Snowflake Stock Soars 36% on AI Demand and AWS Expansion
2 min readSnowflake stock jumped 36% on Thursday, its biggest single-day move on record, after the cloud data warehouse posted a Q1 beat and disclosed an expanded partnership with Amazon Web Services. The rally pulled the stock back above its 2026 highs and made Snowflake one of the loudest signals yet that enterprise AI demand is converting into real data-infrastructure spend.
Snowflake sells a cloud data platform that companies use to consolidate and query large datasets. For most of the last two years its growth story has been about regular data warehousing, with AI workloads framed as a future tailwind. The Q1 report flipped that framing: management called out AI-driven query volume as the single biggest contributor to the upside, and the AWS deal expansion is structured around joint go-to-market for AI customers.
What Snowflake Reported
Snowflake beat consensus on revenue, raised full-year guidance, and accelerated its product remaining performance obligation growth rate. According to Yahoo Finance, the company specifically highlighted AI agents, Cortex inference, and its new Polaris open catalog as the workloads pulling in incremental consumption.
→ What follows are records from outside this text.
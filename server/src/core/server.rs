//! HTTP server lifecycle
//!
//! State initialization, router construction, background task startup
//! and graceful shutdown on ctrl-c.

use crate::core::{BackgroundTasks, Config, ServerState};
use crate::utils::AppError;

pub struct Server {
    config: Config,
}

impl Server {
    pub fn new(config: Config) -> Self {
        Self { config }
    }

    pub async fn run(&self) -> Result<(), AppError> {
        let state = ServerState::initialize(&self.config).await?;

        let mut tasks = BackgroundTasks::new();
        state.start_background_tasks(&mut tasks);

        let router = crate::api::create_router(state);

        let addr = std::net::SocketAddr::from(([0, 0, 0, 0], self.config.http_port));
        let listener = tokio::net::TcpListener::bind(addr)
            .await
            .map_err(|e| AppError::internal(format!("Failed to bind {addr}: {e}")))?;

        tracing::info!(%addr, "Inventory server listening");

        axum::serve(listener, router)
            .with_graceful_shutdown(async {
                let _ = tokio::signal::ctrl_c().await;
                tracing::info!("Shutdown signal received");
            })
            .await
            .map_err(|e| AppError::internal(format!("Server error: {e}")))?;

        tasks.shutdown().await;
        Ok(())
    }
}
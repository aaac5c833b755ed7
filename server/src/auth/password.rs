//! Password hashing
//!
//! Argon2id with per-password random salts. Hashes are stored in PHC
//! string format, so parameters can evolve without a migration.

use argon2::Argon2;
use argon2::password_hash::rand_core::OsRng;
use argon2::password_hash::{PasswordHash, PasswordHasher, PasswordVerifier, SaltString};

use crate::utils::AppError;

pub fn hash_password(password: &str) -> Result<String, AppError> {
    let salt = SaltString::generate(&mut OsRng);
    Argon2::default()
        .hash_password(password.as_bytes(), &salt)
        .map(|hash| hash.to_string())
        .map_err(|e| AppError::internal(format!("Password hashing failed: {e}")))
}

/// Constant-time verification. A malformed stored hash counts as a
/// mismatch, not an error the caller could leak to the client.
pub fn verify_password(password: &str, stored_hash: &str) -> bool {
    match PasswordHash::new(stored_hash) {
        Ok(parsed) => Argon2::default()
            .verify_password(password.as_bytes(), &parsed)
            .is_ok(),
        Err(e) => {
            tracing::error!(error = %e, "Stored password hash is malformed");
            false
        }
    }
}

#[cfg(test)]
mod tests {
    use super::*;

    #[test]
    fn hash_and_verify() {
        let hash = hash_password("hunter2!").unwrap();
        assert!(verify_password("hunter2!", &hash));
        assert!(!verify_password("hunter3!", &hash));
    }

    #[test]
    fn salts_differ_between_hashes() {
        let a = hash_password("same-password").unwrap();
        let b = hash_password("same-password").unwrap();
        assert_ne!(a, b);
    }

    #[test]
    fn malformed_hash_never_verifies() {
        assert!(!verify_password("anything", "not-a-phc-string"));
    }
}
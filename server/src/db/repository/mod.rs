//! Repository Module
//!
//! CRUD access to the SurrealDB tables. Cross-entity mutations (stock,
//! order totals, items) do NOT live here — they are ledger transactions.

pub mod category;
pub mod item;
pub mod order;
pub mod product;
pub mod sale;
pub mod user;

// Re-exports
pub use category::CategoryRepository;
pub use item::ItemRepository;
pub use order::OrderRepository;
pub use product::ProductRepository;
pub use sale::SaleRepository;
pub use user::UserRepository;

use surrealdb::{RecordId, Surreal};
use surrealdb::engine::local::Db;
use thiserror::Error;

/// Repository error types
#[derive(Debug, Error)]
pub enum RepoError {
    #[error("Not found: {0}")]
    NotFound(String),

    #[error("Duplicate: {0}")]
    Duplicate(String),

    #[error("Database error: {0}")]
    Database(String),

    #[error("Validation error: {0}")]
    Validation(String),
}

impl From<surrealdb::Error> for RepoError {
    fn from(err: surrealdb::Error) -> Self {
        let msg = err.to_string();
        // Unique index violations surface as "index ... already contains"
        if msg.contains("already contains") {
            RepoError::Duplicate(msg)
        } else {
            RepoError::Database(msg)
        }
    }
}

/// Result type for repository operations
pub type RepoResult<T> = Result<T, RepoError>;

// =============================================================================
// ID Convention: "table:key" strings at the API boundary, RecordId inside
// =============================================================================

/// Build a [`RecordId`] from an API-supplied id, accepting both the bare
/// key and the full `table:key` form (including a bracket-escaped key).
pub fn record_id(table: &str, id: &str) -> RecordId {
    let key = match id.split_once(':') {
        Some((tb, key)) if tb == table => key,
        _ => id,
    };
    let key = key.trim_start_matches('⟨').trim_end_matches('⟩');
    RecordId::from_table_key(table, key)
}

/// Base repository with database reference
#[derive(Clone)]
pub struct BaseRepository {
    db: Surreal<Db>,
}

impl BaseRepository {
    pub fn new(db: Surreal<Db>) -> Self {
        Self { db }
    }

    pub fn db(&self) -> &Surreal<Db> {
        &self.db
    }
}

#[cfg(test)]
mod tests {
    use super::*;

    #[test]
    fn record_id_accepts_both_forms() {
        let a = record_id("product", "abc123");
        let b = record_id("product", "product:abc123");
        assert_eq!(a, b);
        assert_eq!(a.table(), "product");
    }

    #[test]
    fn record_id_strips_bracket_escapes() {
        let a = record_id("item", "item:⟨9f8e⟩");
        assert_eq!(a, record_id("item", "9f8e"));
    }
}
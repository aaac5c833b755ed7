//! User storage model

use chrono::{DateTime, NaiveDate, Utc};
use serde::{Deserialize, Serialize};
use shared::models::{Role, User as SharedUser};
use surrealdb::RecordId;

/// User record — the only shape that carries the password hash.
/// Conversion into the API model drops it.
#[derive(Debug, Clone, Serialize, Deserialize)]
pub struct User {
    #[serde(skip_serializing_if = "Option::is_none")]
    pub id: Option<RecordId>,
    pub username: String,
    pub firstname: String,
    pub lastname: String,
    pub email: String,
    pub password_hash: String,
    #[serde(default)]
    pub phone: Option<String>,
    pub role: Role,
    #[serde(default)]
    pub gender: Option<String>,
    #[serde(default)]
    pub date_of_birth: Option<NaiveDate>,
    #[serde(default)]
    pub address: Option<String>,
    #[serde(default)]
    pub image: Option<String>,
    pub created_at: DateTime<Utc>,
    pub updated_at: DateTime<Utc>,
}

impl From<User> for SharedUser {
    fn from(u: User) -> Self {
        SharedUser {
            id: u.id.map(|id| id.to_string()).unwrap_or_default(),
            username: u.username,
            firstname: u.firstname,
            lastname: u.lastname,
            email: u.email,
            phone: u.phone,
            role: u.role,
            gender: u.gender,
            date_of_birth: u.date_of_birth,
            address: u.address,
            image: u.image,
            created_at: u.created_at,
            updated_at: u.updated_at,
        }
    }
}
//! Category storage model

use chrono::{DateTime, Utc};
use serde::{Deserialize, Serialize};
use shared::models::Category as SharedCategory;
use surrealdb::RecordId;

/// Category record
#[derive(Debug, Clone, Serialize, Deserialize)]
pub struct Category {
    #[serde(skip_serializing_if = "Option::is_none")]
    pub id: Option<RecordId>,
    pub name: String,
    pub slug: String,
    pub created_at: DateTime<Utc>,
    pub updated_at: DateTime<Utc>,
}

impl From<Category> for SharedCategory {
    fn from(c: Category) -> Self {
        SharedCategory {
            id: c.id.map(|id| id.to_string()).unwrap_or_default(),
            name: c.name,
            slug: c.slug,
            created_at: c.created_at,
            updated_at: c.updated_at,
        }
    }
}
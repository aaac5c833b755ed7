//! Alert Deduplicator
//!
//! Suppresses repeat low-stock broadcasts. Per product the state machine
//! is Silent -> Alerted (on first alert) -> Silent (when the suppression
//! window elapses). While Alerted, further alerts for the same product
//! are swallowed.
//!
//! Every call schedules its own removal of the product from the alerted
//! set, window-measured from that call. Timers are not coalesced: with
//! overlapping calls the earliest expiry clears the state, matching a
//! window measured from the first alert. State is in-memory and
//! process-local; a restart clears all suppression.

use std::sync::Arc;
use std::time::Duration;

use dashmap::DashSet;
use shared::models::NotificationEvent;
use tokio::time::{MissedTickBehavior, interval};
use tokio_util::sync::CancellationToken;

use crate::db::models::LowStockProduct;
use crate::db::repository::ProductRepository;
use crate::notify::NotificationHub;

/// Deduplicating front-end to the notification hub.
///
/// Cloneable handle; clones share the alerted set.
#[derive(Clone)]
pub struct AlertDeduplicator {
    hub: NotificationHub,
    alerted: Arc<DashSet<String>>,
    window: Duration,
}

impl AlertDeduplicator {
    pub fn new(hub: NotificationHub, window: Duration) -> Self {
        Self {
            hub,
            alerted: Arc::new(DashSet::new()),
            window,
        }
    }

    /// Broadcast `message` for `product_key` unless that product is
    /// already in its suppression window. Returns whether a broadcast
    /// happened.
    pub fn send_deduplicated_alert(&self, product_key: &str, message: String) -> bool {
        let fresh = self.alerted.insert(product_key.to_string());

        if fresh {
            tracing::info!(product = %product_key, "Low-stock alert broadcast");
            self.hub.broadcast(NotificationEvent::low_stock(message));
        } else {
            tracing::debug!(product = %product_key, "Low-stock alert suppressed");
        }

        // Each call schedules its own expiry; the earliest one wins.
        let alerted = Arc::clone(&self.alerted);
        let key = product_key.to_string();
        let window = self.window;
        tokio::spawn(async move {
            tokio::time::sleep(window).await;
            alerted.remove(&key);
        });

        fresh
    }

    #[cfg(test)]
    fn is_alerted(&self, product_key: &str) -> bool {
        self.alerted.contains(product_key)
    }
}

/// Periodic low-stock scan.
///
/// Every `scan_interval`, query products at or below their alert
/// threshold and route each through the deduplicator. Runs until the
/// token is cancelled.
pub async fn run_low_stock_scan(
    products: ProductRepository,
    dedup: AlertDeduplicator,
    scan_interval: Duration,
    shutdown: CancellationToken,
) {
    let mut ticker = interval(scan_interval);
    ticker.set_missed_tick_behavior(MissedTickBehavior::Delay);
    tracing::info!(interval_secs = scan_interval.as_secs(), "Low-stock scan started");

    loop {
        tokio::select! {
            _ = ticker.tick() => {
                match products.find_low_stock().await {
                    Ok(low) => {
                        for product in low {
                            alert_for(&dedup, &product);
                        }
                    }
                    Err(e) => {
                        tracing::error!(error = %e, "Low-stock scan query failed");
                    }
                }
            }
            _ = shutdown.cancelled() => {
                tracing::info!("Low-stock scan stopping");
                break;
            }
        }
    }
}

fn alert_for(dedup: &AlertDeduplicator, product: &LowStockProduct) {
    dedup.send_deduplicated_alert(
        &product.id.to_string(),
        format!(
            "{} ({}) is low on stock: {} remaining",
            product.name, product.sku, product.stock_qty
        ),
    );
}

#[cfg(test)]
mod tests {
    use super::*;

    fn dedup_with_hub(window: Duration) -> (AlertDeduplicator, NotificationHub) {
        let hub = NotificationHub::new();
        (AlertDeduplicator::new(hub.clone(), window), hub)
    }

    #[tokio::test(start_paused = true)]
    async fn second_alert_in_window_is_suppressed() {
        let (dedup, hub) = dedup_with_hub(Duration::from_secs(60));
        let (_id, mut rx) = hub.register("alice");

        assert!(dedup.send_deduplicated_alert("product:w", "first".into()));
        assert!(!dedup.send_deduplicated_alert("product:w", "second".into()));

        assert_eq!(rx.recv().await.unwrap().message, "first");
        assert!(rx.try_recv().is_err());
    }

    #[tokio::test(start_paused = true)]
    async fn alert_rearms_after_the_window() {
        let (dedup, hub) = dedup_with_hub(Duration::from_secs(60));
        let (_id, mut rx) = hub.register("alice");

        assert!(dedup.send_deduplicated_alert("product:w", "first".into()));

        tokio::time::advance(Duration::from_secs(61)).await;
        tokio::task::yield_now().await;
        assert!(!dedup.is_alerted("product:w"));

        assert!(dedup.send_deduplicated_alert("product:w", "again".into()));
        assert_eq!(rx.recv().await.unwrap().message, "first");
        assert_eq!(rx.recv().await.unwrap().message, "again");
    }

    #[tokio::test(start_paused = true)]
    async fn products_are_tracked_independently() {
        let (dedup, hub) = dedup_with_hub(Duration::from_secs(60));
        let (_id, mut rx) = hub.register("alice");

        assert!(dedup.send_deduplicated_alert("product:w", "widget".into()));
        assert!(dedup.send_deduplicated_alert("product:g", "gadget".into()));

        assert_eq!(rx.recv().await.unwrap().message, "widget");
        assert_eq!(rx.recv().await.unwrap().message, "gadget");
    }

    #[tokio::test(start_paused = true)]
    async fn earliest_expiry_clears_the_suppression() {
        let (dedup, _hub) = dedup_with_hub(Duration::from_secs(60));

        dedup.send_deduplicated_alert("product:w", "first".into());
        tokio::time::advance(Duration::from_secs(30)).await;
        tokio::task::yield_now().await;

        // Suppressed call at t=30 schedules a second expiry at t=90, but
        // the first alert's timer still clears the state at t=60.
        dedup.send_deduplicated_alert("product:w", "second".into());
        tokio::time::advance(Duration::from_secs(31)).await;
        tokio::task::yield_now().await;

        assert!(!dedup.is_alerted("product:w"));
    }
}
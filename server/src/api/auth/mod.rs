//! Auth API module

mod handler;

use axum::{
    Router,
    routing::{get, post},
};

use crate::core::ServerState;

pub fn router() -> Router<ServerState> {
    Router::new().nest("/api/auth", routes())
}

fn routes() -> Router<ServerState> {
    Router::new()
        .route("/login", post(handler::login))
        .route("/logout", post(handler::logout))
        .route("/me", get(handler::me))
}
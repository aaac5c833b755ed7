//! Order Model

use chrono::{DateTime, Utc};
use serde::{Deserialize, Serialize};

use super::Item;

/// Order status
#[derive(Debug, Clone, Copy, PartialEq, Eq, Serialize, Deserialize)]
#[serde(rename_all = "SCREAMING_SNAKE_CASE")]
pub enum OrderStatus {
    Pending,
    Completed,
    Cancelled,
}

impl Default for OrderStatus {
    fn default() -> Self {
        OrderStatus::Pending
    }
}

/// Order entity
///
/// `total_price` is a derived aggregate: it must always equal the sum of
/// `total_price` over the items currently referencing this order. It is
/// maintained incrementally by the inventory ledger and is not writable
/// through the order endpoints.
#[derive(Debug, Clone, Serialize, Deserialize)]
pub struct Order {
    pub id: String,
    pub customer_name: String,
    #[serde(default)]
    pub customer_contact: Option<String>,
    pub sales_person_id: String,
    #[serde(default)]
    pub status: OrderStatus,
    pub total_price: f64,
    pub created_at: DateTime<Utc>,
    pub updated_at: DateTime<Utc>,
    /// Items referencing this order (populated on detail reads)
    #[serde(default)]
    pub items: Vec<Item>,
}

/// Create order payload
///
/// A new order always starts empty with `total_price = 0`; items are
/// attached afterwards through the item endpoints.
#[derive(Debug, Clone, Serialize, Deserialize)]
pub struct OrderCreate {
    pub customer_name: String,
    pub customer_contact: Option<String>,
    pub sales_person_id: String,
    pub status: Option<OrderStatus>,
}

/// Update order payload — descriptive fields only
#[derive(Debug, Clone, Serialize, Deserialize)]
pub struct OrderUpdate {
    pub customer_name: Option<String>,
    pub customer_contact: Option<String>,
    pub sales_person_id: Option<String>,
    pub status: Option<OrderStatus>,
}
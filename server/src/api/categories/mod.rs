//! Category API module

mod handler;

use axum::{Router, routing::get};

use crate::core::ServerState;

pub fn router() -> Router<ServerState> {
    Router::new().nest("/api/categories", routes())
}

fn routes() -> Router<ServerState> {
    Router::new()
        .route("/", get(handler::list).post(handler::create))
        .route(
            "/{id}",
            get(handler::get_by_id)
                .put(handler::update)
                .delete(handler::delete),
        )
}
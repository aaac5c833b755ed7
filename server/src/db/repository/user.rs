//! User Repository

use chrono::Utc;
use shared::models::UserUpdate;
use surrealdb::Surreal;
use surrealdb::engine::local::Db;

use super::{BaseRepository, RepoError, RepoResult, record_id};
use crate::db::models::User;

const TABLE: &str = "user";

#[derive(Clone)]
pub struct UserRepository {
    base: BaseRepository,
}

impl UserRepository {
    pub fn new(db: Surreal<Db>) -> Self {
        Self {
            base: BaseRepository::new(db),
        }
    }

    /// All users, newest first
    pub async fn find_all(&self) -> RepoResult<Vec<User>> {
        let users: Vec<User> = self
            .base
            .db()
            .query("SELECT * FROM user ORDER BY created_at DESC")
            .await?
            .take(0)?;
        Ok(users)
    }

    pub async fn find_by_id(&self, id: &str) -> RepoResult<Option<User>> {
        let user: Option<User> = self.base.db().select(record_id(TABLE, id)).await?;
        Ok(user)
    }

    pub async fn find_by_username(&self, username: &str) -> RepoResult<Option<User>> {
        let found: Vec<User> = self
            .base
            .db()
            .query("SELECT * FROM user WHERE username = $username")
            .bind(("username", username.to_string()))
            .await?
            .take(0)?;
        Ok(found.into_iter().next())
    }

    pub async fn find_by_email(&self, email: &str) -> RepoResult<Option<User>> {
        let found: Vec<User> = self
            .base
            .db()
            .query("SELECT * FROM user WHERE email = $email")
            .bind(("email", email.to_string()))
            .await?
            .take(0)?;
        Ok(found.into_iter().next())
    }

    /// Login lookup: match either credential field
    pub async fn find_by_username_or_email(
        &self,
        username: Option<&str>,
        email: Option<&str>,
    ) -> RepoResult<Option<User>> {
        let found: Vec<User> = self
            .base
            .db()
            .query("SELECT * FROM user WHERE username = $username OR email = $email")
            .bind(("username", username.unwrap_or_default().to_string()))
            .bind(("email", email.unwrap_or_default().to_string()))
            .await?
            .take(0)?;
        Ok(found.into_iter().next())
    }

    /// Insert a fully-built record (the handler hashes the password).
    pub async fn create(&self, user: User) -> RepoResult<User> {
        let created: Option<User> = self.base.db().create(TABLE).content(user).await?;
        created.ok_or_else(|| RepoError::Database("Failed to create user".to_string()))
    }

    pub async fn update(&self, id: &str, data: UserUpdate) -> RepoResult<User> {
        let mut user = self
            .find_by_id(id)
            .await?
            .ok_or_else(|| RepoError::NotFound(format!("User {id}")))?;

        if let Some(username) = data.username {
            user.username = username;
        }
        if let Some(firstname) = data.firstname {
            user.firstname = firstname;
        }
        if let Some(lastname) = data.lastname {
            user.lastname = lastname;
        }
        if let Some(email) = data.email {
            user.email = email;
        }
        if let Some(phone) = data.phone {
            user.phone = Some(phone);
        }
        if let Some(role) = data.role {
            user.role = role;
        }
        if let Some(gender) = data.gender {
            user.gender = Some(gender);
        }
        if let Some(date_of_birth) = data.date_of_birth {
            user.date_of_birth = Some(date_of_birth);
        }
        if let Some(address) = data.address {
            user.address = Some(address);
        }
        if let Some(image) = data.image {
            user.image = Some(image);
        }
        user.updated_at = Utc::now();

        let updated: Option<User> = self
            .base
            .db()
            .update(record_id(TABLE, id))
            .content(user)
            .await?;
        updated.ok_or_else(|| RepoError::NotFound(format!("User {id}")))
    }

    pub async fn delete(&self, id: &str) -> RepoResult<bool> {
        let deleted: Option<User> = self.base.db().delete(record_id(TABLE, id)).await?;
        Ok(deleted.is_some())
    }
}
//! Input validation helpers
//!
//! Centralized text length constants and validation functions used by the
//! CRUD handlers before anything reaches the storage layer.

use crate::utils::AppError;

// ── Text length limits ──────────────────────────────────────────────

/// Entity names: product, category, customer, etc.
pub const MAX_NAME_LEN: usize = 200;

/// Notes and descriptions
pub const MAX_DESCRIPTION_LEN: usize = 500;

/// Short identifiers: phone, SKU, slug, contact
pub const MAX_SHORT_TEXT_LEN: usize = 100;

/// Email addresses (RFC 5321)
pub const MAX_EMAIL_LEN: usize = 254;

/// Passwords (before hashing)
pub const MAX_PASSWORD_LEN: usize = 128;

// ── Validation helpers ──────────────────────────────────────────────

/// Validate that a required string is non-empty and within the length limit.
pub fn validate_required_text(value: &str, field: &str, max_len: usize) -> Result<(), AppError> {
    if value.trim().is_empty() {
        return Err(AppError::validation(format!("{field} must not be empty")));
    }
    if value.len() > max_len {
        return Err(AppError::validation(format!(
            "{field} is too long ({} chars, max {max_len})",
            value.len()
        )));
    }
    Ok(())
}

/// Validate that an optional string, if present, is within the length limit.
pub fn validate_optional_text(
    value: &Option<String>,
    field: &str,
    max_len: usize,
) -> Result<(), AppError> {
    if let Some(v) = value
        && v.len() > max_len
    {
        return Err(AppError::validation(format!(
            "{field} is too long ({} chars, max {max_len})",
            v.len()
        )));
    }
    Ok(())
}

/// Validate that a quantity is strictly positive.
pub fn validate_positive_quantity(value: i64, field: &str) -> Result<(), AppError> {
    if value <= 0 {
        return Err(AppError::validation(format!(
            "{field} must be a positive integer"
        )));
    }
    Ok(())
}

/// Validate that a price is finite and not negative.
pub fn validate_price(value: f64, field: &str) -> Result<(), AppError> {
    if !value.is_finite() || value < 0.0 {
        return Err(AppError::validation(format!(
            "{field} must be a non-negative number"
        )));
    }
    Ok(())
}

#[cfg(test)]
mod tests {
    use super::*;

    #[test]
    fn rejects_empty_required_text() {
        assert!(validate_required_text("  ", "name", MAX_NAME_LEN).is_err());
        assert!(validate_required_text("ok", "name", MAX_NAME_LEN).is_ok());
    }

    #[test]
    fn rejects_non_positive_quantity() {
        assert!(validate_positive_quantity(0, "quantity").is_err());
        assert!(validate_positive_quantity(-3, "quantity").is_err());
        assert!(validate_positive_quantity(1, "quantity").is_ok());
    }

    #[test]
    fn rejects_bad_prices() {
        assert!(validate_price(-0.01, "selling_price").is_err());
        assert!(validate_price(f64::NAN, "selling_price").is_err());
        assert!(validate_price(19.99, "selling_price").is_ok());
    }
}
The expanded AWS partnership is the second piece. AWS will sell Snowflake directly through its marketplace with a streamlined procurement path, and the two companies will co-engineer integration points between Snowflake’s compute and AWS’s Bedrock model-serving stack. For customers, that means a cleaner path from data sitting in Snowflake to inference running against Anthropic, OpenAI, and Meta models hosted on AWS.
Why It Matters
The numbers behind enterprise AI have been hard to read for most of 2026. Frontier model providers have published big revenue figures, but the picture below them, in the data and infrastructure layer, has been murkier. Snowflake’s quarter is the cleanest evidence yet that AI workloads are now meaningfully driving consumption inside the largest data platforms. NVIDIA prints AI revenue at the chip layer; Snowflake just printed it at the data layer.
The AWS deal also reframes how to think about hyperscaler versus independent positioning in the AI stack. AWS could have pushed customers toward its own Redshift data warehouse, but the deeper Snowflake partnership signals that the hyperscalers see more upside in serving AI inference than in fighting over the underlying data layer. Watch for Microsoft and Google to respond with similar expansions of Databricks and BigQuery joint motions in the next two quarters.